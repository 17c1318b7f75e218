use crate::state::AppState;
use crate::store::Readable;
use crate::types::{Message, Role};
use console::style;

const PREVIEW_WIDTH: usize = 60;

/// Shortens `text` to one line of at most `max` characters.
fn preview(text: &str, max: usize) -> String {
    let line = text.lines().next().unwrap_or("");
    if line.chars().count() <= max && !text.contains('\n') {
        return line.to_string();
    }
    let cut: String = line.chars().take(max.saturating_sub(1)).collect();
    format!("{}…", cut)
}

fn section(title: &str) -> String {
    let rule = "─".repeat(40usize.saturating_sub(title.len() + 4));
    format!("{}", style(format!("┌─ {} {}", title, rule)).dim().green())
}

fn role_label(role: Role) -> String {
    let label = format!("{:>9}", role.as_str());
    match role {
        Role::User => style(label).bold().cyan().to_string(),
        Role::Assistant => style(label).bold().magenta().to_string(),
        Role::System => style(label).bold().yellow().to_string(),
        Role::Animate => style(label).dim().italic().to_string(),
    }
}

fn message_line(index: usize, message: &Message) -> String {
    let content = if message.role.is_in_progress() && message.content.is_empty() {
        style("(waiting)").dim().to_string()
    } else {
        preview(&message.content, PREVIEW_WIDTH)
    };
    let model = if message.model_name.is_empty() {
        String::new()
    } else {
        format!(" {}", style(format!("[{}]", message.model_name)).dim())
    };
    format!("│ {:>3} {} {}{}", index, role_label(message.role), content, model)
}

/// Multi-section view of every store and derived view.
pub fn render_state(state: &AppState) -> String {
    let mut out = Vec::new();

    out.push(section("providers"));
    state.available_providers().with(|providers| {
        if providers.is_empty() {
            out.push(format!("│ {}", style("none").dim()));
        }
        for provider in providers {
            let status = if provider.api_key_valid {
                style("valid").green()
            } else {
                style("invalid").red()
            };
            out.push(format!("│ {} ({})", provider.provider_name, status));
        }
    });

    out.push(section("models by provider"));
    state.models_by_provider().with(|grouped| {
        if grouped.is_empty() {
            out.push(format!("│ {}", style("none").dim()));
        }
        for (provider, models) in grouped {
            let names: Vec<&str> = models.iter().map(|m| m.model_name.as_str()).collect();
            out.push(format!("│ {}: {}", style(provider).bold(), names.join(", ")));
        }
    });
    let selected = state
        .selected_model()
        .with(|model| model.as_ref().map(|m| m.qualified_name()));
    out.push(format!(
        "│ selected: {}",
        selected.unwrap_or_else(|| style("none").dim().to_string())
    ));

    out.push(section("settings"));
    state.settings().with(|settings| match settings {
        None => out.push(format!("│ {}", style("not loaded").dim())),
        Some(settings) if settings.is_empty() => out.push(format!("│ {}", style("empty").dim())),
        Some(settings) => {
            for (key, value) in settings {
                out.push(format!("│ {} = {}", key, value));
            }
        }
    });

    out.push(section("chats"));
    state.chat_state().with(|chat_state| {
        for chat in &chat_state.chats {
            let marker = if chat_state.selected_chat_id.as_deref() == Some(chat.id.as_str()) {
                style("*").bold().green().to_string()
            } else {
                " ".to_string()
            };
            out.push(format!("│{} {} {}", marker, chat.id, chat.display_name));
        }
        match &chat_state.selected_chat_id {
            Some(id) if !chat_state.selection_is_consistent() => out.push(format!(
                "│ selected: {} {}",
                id,
                style("(not in list)").yellow()
            )),
            Some(id) => out.push(format!("│ selected: {}", id)),
            None => out.push(format!("│ selected: {}", style("none").dim())),
        }
        out.push(format!("│ loading: {}", chat_state.is_loading));

        out.push(section("messages"));
        for (index, message) in chat_state.current_messages.iter().enumerate() {
            out.push(message_line(index, message));
        }
    });
    out.push(format!(
        "│ waiting for response: {}",
        state.is_waiting_for_response().get()
    ));

    out.join("\n")
}

/// One-line summary of the derived views, printed after each command in echo
/// mode.
pub fn render_views(state: &AppState) -> String {
    let providers = state
        .models_by_provider()
        .with(|grouped| grouped.keys().cloned().collect::<Vec<_>>());
    let valid = state
        .valid_providers()
        .with(|providers| providers.iter().map(|p| p.provider_name.clone()).collect::<Vec<_>>());
    format!(
        "{} models_by_provider=[{}] valid_providers=[{}] waiting={}",
        style("views").dim(),
        providers.join(","),
        valid.join(","),
        state.is_waiting_for_response().get()
    )
}

pub fn display_output(output: &str) {
    println!("{}", output);
}

pub fn display_error(message: &str) {
    eprintln!("{} {}", style("❌").bold().red(), style(message).red());
}

pub fn display_banner() {
    println!(
        "{} {}",
        style("byok-state").bold().cyan(),
        style("console. Type /help for commands, Ctrl-D to leave.").dim()
    );
}

#[cfg(test)]
mod tests {
    use super::*;
    use crate::types::{Chat, Model, ProviderData};
    use console::strip_ansi_codes;

    #[test]
    fn test_preview_truncates_long_and_multiline_text() {
        assert_eq!(preview("short", 10), "short");
        assert_eq!(preview("abcdefghijkl", 5), "abcd…");
        assert_eq!(preview("first\nsecond", 20), "first…");
    }

    #[test]
    fn test_render_state_lists_stores_and_views() {
        let state = AppState::new();
        state.set_providers(vec![
            ProviderData::new("openai", true),
            ProviderData::new("anthropic", false),
        ]);
        state.set_models(vec![Model::new("openai", "gpt-4o")]);
        state.update_chats(vec![Chat::new("c1", "First")]);
        state.set_current_chat("c1", vec![Message::user("hello"), Message::placeholder()]);

        let rendered = strip_ansi_codes(&render_state(&state)).to_string();

        assert!(rendered.contains("openai (valid)"));
        assert!(rendered.contains("anthropic (invalid)"));
        assert!(rendered.contains("openai: gpt-4o"));
        assert!(rendered.contains("settings"));
        assert!(rendered.contains("not loaded"));
        assert!(rendered.contains("* c1 First"));
        assert!(rendered.contains("(waiting)"));
        assert!(rendered.contains("waiting for response: true"));
    }

    #[test]
    fn test_render_state_flags_dangling_selection() {
        let state = AppState::new();
        state.set_current_chat("ghost", Vec::new());

        let rendered = strip_ansi_codes(&render_state(&state)).to_string();

        assert!(rendered.contains("selected: ghost (not in list)"));
    }

    #[test]
    fn test_render_views_summary() {
        let state = AppState::new();
        state.set_providers(vec![ProviderData::new("openai", true)]);
        state.set_models(vec![Model::new("openai", "gpt-4o")]);

        let rendered = strip_ansi_codes(&render_views(&state)).to_string();

        assert_eq!(
            rendered,
            "views models_by_provider=[openai] valid_providers=[openai] waiting=false"
        );
    }
}
//! Pure derivations behind the container's derived views.

use crate::types::{Message, Model, ProviderData};
use indexmap::IndexMap;
use std::collections::HashSet;

/// Provider name to its models, in order of first appearance.
pub type ModelsByProvider = IndexMap<String, Vec<Model>>;

/// Groups models under their provider, keeping only providers that are in
/// `providers`. A provider with no models never gets a key.
pub fn group_models_by_provider(models: &[Model], providers: &[ProviderData]) -> ModelsByProvider {
    let known: HashSet<&str> = providers.iter().map(|p| p.provider_name.as_str()).collect();

    let mut grouped = ModelsByProvider::new();
    for model in models {
        if known.contains(model.provider_name.as_str()) {
            grouped
                .entry(model.provider_name.clone())
                .or_default()
                .push(model.clone());
        }
    }
    grouped
}

pub fn valid_providers(providers: &[ProviderData]) -> Vec<ProviderData> {
    providers
        .iter()
        .filter(|p| p.api_key_valid)
        .cloned()
        .collect()
}

/// Only the last message is inspected, so the in-progress placeholder has to
/// be the final entry.
pub fn is_waiting_for_response(messages: &[Message]) -> bool {
    messages
        .last()
        .is_some_and(|message| message.role.is_in_progress())
}

#[cfg(test)]
mod tests {
    use super::*;
    use crate::types::Role;
    use proptest::prelude::*;

    #[test]
    fn test_model_without_listed_provider_is_dropped() {
        let models = vec![Model::new("a", "m1")];
        assert!(group_models_by_provider(&models, &[]).is_empty());
    }

    #[test]
    fn test_grouping_preserves_model_order_and_first_appearance() {
        let models = vec![
            Model::new("openai", "gpt-4o"),
            Model::new("anthropic", "claude"),
            Model::new("openai", "gpt-4o-mini"),
            Model::new("groqcloud", "llama"),
        ];
        let providers = vec![
            ProviderData::new("anthropic", true),
            ProviderData::new("openai", false),
            ProviderData::new("mistralai", true),
        ];

        let grouped = group_models_by_provider(&models, &providers);

        let keys: Vec<&str> = grouped.keys().map(String::as_str).collect();
        assert_eq!(keys, vec!["openai", "anthropic"]);
        let openai: Vec<&str> = grouped["openai"]
            .iter()
            .map(|m| m.model_name.as_str())
            .collect();
        assert_eq!(openai, vec!["gpt-4o", "gpt-4o-mini"]);
        assert!(!grouped.contains_key("mistralai"));
    }

    #[test]
    fn test_waiting_only_looks_at_last_message() {
        assert!(!is_waiting_for_response(&[]));
        assert!(is_waiting_for_response(&[
            Message::user("hi"),
            Message::placeholder()
        ]));
        // A message appended after the placeholder hides it.
        assert!(!is_waiting_for_response(&[
            Message::placeholder(),
            Message::new(Role::System, "note")
        ]));
    }

    fn arb_model() -> impl Strategy<Value = Model> {
        ("[a-d]", "[a-z]{1,6}").prop_map(|(provider, name)| Model::new(provider, name))
    }

    fn arb_provider() -> impl Strategy<Value = ProviderData> {
        ("[a-e]", any::<bool>()).prop_map(|(name, valid)| ProviderData::new(name, valid))
    }

    proptest! {
        #[test]
        fn grouping_never_yields_empty_entries(
            models in prop::collection::vec(arb_model(), 0..20),
            providers in prop::collection::vec(arb_provider(), 0..6),
        ) {
            let grouped = group_models_by_provider(&models, &providers);
            for (provider, group) in &grouped {
                prop_assert!(!group.is_empty());
                prop_assert!(group.iter().all(|m| &m.provider_name == provider));
                prop_assert!(providers.iter().any(|p| &p.provider_name == provider));
            }
            let total: usize = grouped.values().map(Vec::len).sum();
            let expected = models
                .iter()
                .filter(|m| providers.iter().any(|p| p.provider_name == m.provider_name))
                .count();
            prop_assert_eq!(total, expected);
        }

        #[test]
        fn valid_providers_is_an_ordered_subsequence(
            providers in prop::collection::vec(arb_provider(), 0..12),
        ) {
            let valid = valid_providers(&providers);
            let mut rest = providers.iter();
            for provider in &valid {
                prop_assert!(provider.api_key_valid);
                prop_assert!(rest.any(|p| p == provider));
            }
            prop_assert_eq!(valid.len(), providers.iter().filter(|p| p.api_key_valid).count());
        }
    }
}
= = = =
Aim of the task: Look through the data above and report every line in which "ModelsByProvider" appears.

Answer space:
pub type ModelsByProvider = IndexMap<String, Vec<Model>>;
pub fn group_models_by_provider(models: &[Model], providers: &[ProviderData]) -> ModelsByProvider {
    let mut grouped = ModelsByProvider::new();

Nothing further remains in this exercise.